> [Task prompt] All of the data below should be copied exactly as it stands.

> [Source material]
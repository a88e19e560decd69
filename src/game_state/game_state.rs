//! Core board state representation.
//!
//! `GameState` is the central model for the engine: a 64-entry mailbox of
//! pieces plus side to move, castling rights, en-passant target and clocks.
//! It is mutated in place only through `apply_move`; trial moves work
//! on a `clone()`, which is a full independent copy.

use crate::game_state::chess_errors::ChessResult;
use crate::game_state::chess_rules::STARTING_POSITION_FEN;
use crate::game_state::chess_types::*;
use crate::move_generation::legal_move_apply::apply_move;
use crate::move_generation::legal_move_checks::is_king_in_check;
use crate::move_generation::legal_move_generator::generate_legal_moves;
use crate::utils::fen_generator::generate_fen;
use crate::utils::fen_parser::parse_fen;

#[derive(Debug, Clone, PartialEq, Eq)]
pub struct GameState {
    /// Indexed by `Square::index()`, `a1 == 0`.
    pub squares: [Option<Piece>; 64],

    pub side_to_move: Color,
    pub castling_rights: CastlingRights,
    pub en_passant_square: Option<Square>,

    /// Plies since the last capture or pawn move.
    pub halfmove_clock: u16,
    /// Starts at 1, incremented after each Black move.
    pub fullmove_number: u16,
}

impl Default for GameState {
    fn default() -> Self {
        Self {
            squares: [None; 64],
            side_to_move: Color::White,
            castling_rights: 0,
            en_passant_square: None,
            halfmove_clock: 0,
            fullmove_number: 1,
        }
    }
}

impl GameState {
    /// An empty board with White to move and no rights.
    #[inline]
    pub fn new_empty() -> Self {
        Self::default()
    }

    /// The standard starting position.
    pub fn new_game() -> Self {
        let mut game_state = Self::new_empty();
        let back_rank = [
            PieceKind::Rook,
            PieceKind::Knight,
            PieceKind::Bishop,
            PieceKind::Queen,
            PieceKind::King,
            PieceKind::Bishop,
            PieceKind::Knight,
            PieceKind::Rook,
        ];

        for (file, kind) in back_rank.into_iter().enumerate() {
            let file = file as i8;
            game_state.put(square(file, 0), Piece::new(Color::White, kind));
            game_state.put(square(file, 1), Piece::new(Color::White, PieceKind::Pawn));
            game_state.put(square(file, 6), Piece::new(Color::Black, PieceKind::Pawn));
            game_state.put(square(file, 7), Piece::new(Color::Black, kind));
        }
        game_state.castling_rights = CASTLE_ALL;

        debug_assert_eq!(generate_fen(&game_state), STARTING_POSITION_FEN);
        game_state
    }

    #[inline]
    pub fn from_fen(fen: &str) -> ChessResult<Self> {
        parse_fen(fen)
    }

    #[inline]
    pub fn get_fen(&self) -> String {
        generate_fen(self)
    }

    #[inline]
    pub fn piece_at(&self, square: Square) -> Option<Piece> {
        self.squares[square.index()]
    }

    #[inline]
    pub fn is_empty(&self, square: Square) -> bool {
        self.squares[square.index()].is_none()
    }

    /// Place a piece, replacing whatever stood on `square`.
    #[inline]
    pub fn put(&mut self, square: Square, piece: Piece) {
        self.squares[square.index()] = Some(piece);
    }

    /// Clear `square`, returning its previous content.
    #[inline]
    pub fn take(&mut self, square: Square) -> Option<Piece> {
        self.squares[square.index()].take()
    }

    /// Bitmask of every occupied square.
    pub fn occupancy(&self) -> u64 {
        self.squares
            .iter()
            .enumerate()
            .filter(|(_, piece)| piece.is_some())
            .fold(0u64, |acc, (idx, _)| acc | (1u64 << idx))
    }

    /// Bitmask of squares occupied by `color`.
    pub fn occupancy_of(&self, color: Color) -> u64 {
        self.squares
            .iter()
            .enumerate()
            .filter(|(_, piece)| matches!(piece, Some(p) if p.color == color))
            .fold(0u64, |acc, (idx, _)| acc | (1u64 << idx))
    }

    #[inline]
    pub fn has_castling_right(&self, right: CastlingRights) -> bool {
        self.castling_rights & right != 0
    }

    /// Square of `color`'s king, `None` on boards without one.
    pub fn king_square(&self, color: Color) -> Option<Square> {
        let king = Some(Piece::new(color, PieceKind::King));
        Square::all().find(|sq| self.squares[sq.index()] == king)
    }

    /// Squares holding pieces of `color`, a1 first.
    pub fn occupied_by(&self, color: Color) -> impl Iterator<Item = (Square, PieceKind)> + '_ {
        Square::all().filter_map(move |sq| match self.squares[sq.index()] {
            Some(piece) if piece.color == color => Some((sq, piece.kind)),
            _ => None,
        })
    }

    pub fn legal_moves(&self) -> Vec<Move> {
        generate_legal_moves(self)
    }

    /// True when the side to move has its king attacked.
    #[inline]
    pub fn in_check(&self) -> bool {
        is_king_in_check(self, self.side_to_move)
    }

    /// Validate and play `mv` in place. The board is untouched on error.
    #[inline]
    pub fn apply_move(&mut self, mv: Move) -> ChessResult<()> {
        apply_move(self, mv)
    }

    /// Copy of the board with `mv` played, leaving `self` unchanged.
    pub fn after_move(&self, mv: Move) -> ChessResult<GameState> {
        let mut next = self.clone();
        apply_move(&mut next, mv)?;
        Ok(next)
    }
}

#[inline]
fn square(file: i8, rank: i8) -> Square {
    match Square::new(file, rank) {
        Some(sq) => sq,
        None => unreachable!("start layout only uses on-board squares"),
    }
}

#[cfg(test)]
mod tests {
    use super::GameState;
    use crate::game_state::chess_rules::STARTING_POSITION_FEN;
    use crate::game_state::chess_types::*;

    #[test]
    fn new_game_matches_starting_fen() {
        let game = GameState::new_game();
        let parsed = GameState::from_fen(STARTING_POSITION_FEN).expect("start FEN should parse");
        assert_eq!(game, parsed);
        assert_eq!(game.get_fen(), STARTING_POSITION_FEN);
    }

    #[test]
    fn piece_queries_on_start_position() {
        let game = GameState::new_game();
        assert_eq!(
            game.piece_at(Square::E1),
            Some(Piece::new(Color::White, PieceKind::King))
        );
        assert_eq!(
            game.piece_at(Square::D8),
            Some(Piece::new(Color::Black, PieceKind::Queen))
        );
        assert!(game.is_empty("e4".parse().expect("square should parse")));
        assert_eq!(game.king_square(Color::Black), Some(Square::E8));
        assert_eq!(game.occupied_by(Color::White).count(), 16);
    }

    #[test]
    fn after_move_leaves_source_untouched() {
        let game = GameState::new_game();
        let mv = "e2e4".parse().expect("move should parse");
        let next = game.after_move(mv).expect("e2e4 is legal");

        assert_eq!(game, GameState::new_game());
        assert_ne!(next, game);
        assert_eq!(next.side_to_move, Color::Black);
    }

    #[test]
    fn failed_apply_does_not_mutate() {
        let mut game = GameState::new_game();
        let before = game.clone();
        let err = game
            .apply_move("e2e5".parse().expect("move should parse"))
            .expect_err("triple pawn push is illegal");

        assert!(matches!(
            err,
            crate::game_state::chess_errors::ChessError::IllegalMove(_)
        ));
        assert_eq!(game, before);
    }
}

> [Exercise output]
repository a88e19e560decd69
filename src/game_state/game_state.rs
//! Core board state representation.
//!
//! `GameState` is the central model for the engine: a 64-entry mailbox of
//! pieces plus side to move, castling rights, en-passant target and clocks.
//! It is mutated in place only through `apply_move`; trial moves work
//! on a `clone()`, which is a full independent copy.

use crate::game_state::chess_errors::ChessResult;
use crate::game_state::chess_rules::STARTING_POSITION_FEN;
use crate::game_state::chess_types::*;
use crate::move_generation::legal_move_apply::apply_move;
use crate::move_generation::legal_move_checks::is_king_in_check;
use crate::move_generation::legal_move_generator::generate_legal_moves;
use crate::utils::fen_generator::generate_fen;
use crate::utils::fen_parser::parse_fen;

#[derive(Debug, Clone, PartialEq, Eq)]
pub struct GameState {
    /// Indexed by `Square::index()`, `a1 == 0`.
    pub squares: [Option<Piece>; 64],

    pub side_to_move: Color,
    pub castling_rights: CastlingRights,
    pub en_passant_square: Option<Square>,

    /// Plies since the last capture or pawn move.
    pub halfmove_clock: u16,
    /// Starts at 1, incremented after each Black move.
    pub fullmove_number: u16,
}

impl Default for GameState {
    fn default() -> Self {
        Self {
            squares: [None; 64],
            side_to_move: Color::White,
            castling_rights: 0,
            en_passant_square: None,
            halfmove_clock: 0,
            fullmove_number: 1,
        }
    }
}

impl GameState {
    /// An empty board with White to move and no rights.
    #[inline]
    pub fn new_empty() -> Self {
        Self::default()
    }

    /// The standard starting position.
    pub fn new_game() -> Self {
        let mut game_state = Self::new_empty();
        let back_rank = [
            PieceKind::Rook,
            PieceKind::Knight,
            PieceKind::Bishop,
            PieceKind::Queen,
            PieceKind::King,
            PieceKind::Bishop,
            PieceKind::Knight,
            PieceKind::Rook,
        ];

        for (file, kind) in back_rank.into_iter().enumerate() {
            let file = file as i8;
            game_state.put(square(file, 0), Piece::new(Color::White, kind));
            game_state.put(square(file, 1), Piece::new(Color::White, PieceKind::Pawn));
            game_state.put(square(file, 6), Piece::new(Color::Black, PieceKind::Pawn));
            game_state.put(square(file, 7), Piece::new(Color::Black, kind));
        }
        game_state.castling_rights = CASTLE_ALL;

        debug_assert_eq!(generate_fen(&game_state), STARTING_POSITION_FEN);
        game_state
    }

    #[inline]
    pub fn from_fen(fen: &str) -> ChessResult<Self> {
        parse_fen(fen)
    }

    #[inline]
    pub fn get_fen(&self) -> String {
        generate_fen(self)
    }

    #[inline]
    pub fn piece_at(&self, square: Square) -> Option<Piece> {
        self.squares[square.index()]
    }

    #[inline]
    pub fn is_empty(&self, square: Square) -> bool {
        self.squares[square.index()].is_none()
    }

    /// Place a piece, replacing whatever stood on `square`.
    #[inline]
    pub fn put(&mut self, square: Square, piece: Piece) {
        self.squares[square.index()] = Some(piece);
    }

    /// Clear `square`, returning its previous content.
    #[inline]
    pub fn take(&mut self, square: Square) -> Option<Piece> {
        self.squares[square.index()].take()
    }

    /// Bitmask of every occupied square.
    pub fn occupancy(&self) -> u64 {
        self.squares
            .iter()
            .enumerate()
            .filter(|(_, piece)| piece.is_some())
            .fold(0u64, |acc, (idx, _)| acc | (1u64 << idx))
    }

    /// Bitmask of squares occupied by `color`.
    pub fn occupancy_of(&self, color: Color) -> u64 {
        self.squares
            .iter()
            .enumerate()
            .filter(|(_, piece)| matches!(piece, Some(p) if p.color == color))
            .fold(0u64, |acc, (idx, _)| acc | (1u64 << idx))
    }

    #[inline]
    pub fn has_castling_right(&self, right: CastlingRights) -> bool {
        self.castling_rights & right != 0
    }

    /// Square of `color`'s king, `None` on boards without one.
    pub fn king_square(&self, color: Color) -> Option<Square> {
        let king = Some(Piece::new(color, PieceKind::King));
        Square::all().find(|sq| self.squares[sq.index()] == king)
    }

    /// Squares holding pieces of `color`, a1 first.
    pub fn occupied_by(&self, color: Color) -> impl Iterator<Item = (Square, PieceKind)> + '_ {
        Square::all().filter_map(move |sq| match self.squares[sq.index()] {
            Some(piece) if piece.color == color => Some((sq, piece.kind)),
            _ => None,
        })
    }

    pub fn legal_moves(&self) -> Vec<Move> {
        generate_legal_moves(self)
    }

    /// True when the side to move has its king attacked.
    #[inline]
    pub fn in_check(&self) -> bool {
        is_king_in_check(self, self.side_to_move)
    }

    /// Validate and play `mv` in place. The board is untouched on error.
    #[inline]
    pub fn apply_move(&mut self, mv: Move) -> ChessResult<()> {
        apply_move(self, mv)
    }

    /// Copy of the board with `mv` played, leaving `self` unchanged.
    pub fn after_move(&self, mv: Move) -> ChessResult<GameState> {
        let mut next = self.clone();
        apply_move(&mut next, mv)?;
        Ok(next)
    }
}

#[inline]
fn square(file: i8, rank: i8) -> Square {
    match Square::new(file, rank) {
        Some(sq) => sq,
        None => unreachable!("start layout only uses on-board squares"),
    }
}

#[cfg(test)]
mod tests {
    use super::GameState;
    use crate::game_state::chess_rules::STARTING_POSITION_FEN;
    use crate::game_state::chess_types::*;

    #[test]
    fn new_game_matches_starting_fen() {
        let game = GameState::new_game();
        let parsed = GameState::from_fen(STARTING_POSITION_FEN).expect("start FEN should parse");
        assert_eq!(game, parsed);
        assert_eq!(game.get_fen(), STARTING_POSITION_FEN);
    }

    #[test]
    fn piece_queries_on_start_position() {
        let game = GameState::new_game();
        assert_eq!(
            game.piece_at(Square::E1),
            Some(Piece::new(Color::White, PieceKind::King))
        );
        assert_eq!(
            game.piece_at(Square::D8),
            Some(Piece::new(Color::Black, PieceKind::Queen))
        );
        assert!(game.is_empty("e4".parse().expect("square should parse")));
        assert_eq!(game.king_square(Color::Black), Some(Square::E8));
        assert_eq!(game.occupied_by(Color::White).count(), 16);
    }

    #[test]
    fn after_move_leaves_source_untouched() {
        let game = GameState::new_game();
        let mv = "e2e4".parse().expect("move should parse");
        let next = game.after_move(mv).expect("e2e4 is legal");

        assert_eq!(game, GameState::new_game());
        assert_ne!(next, game);
        assert_eq!(next.side_to_move, Color::Black);
    }

    #[test]
    fn failed_apply_does_not_mutate() {
        let mut game = GameState::new_game();
        let before = game.clone();
        let err = game
            .apply_move("e2e5".parse().expect("move should parse"))
            .expect_err("triple pawn push is illegal");

        assert!(matches!(
            err,
            crate::game_state::chess_errors::ChessError::IllegalMove(_)
        ));
        assert_eq!(game, before);
    }
}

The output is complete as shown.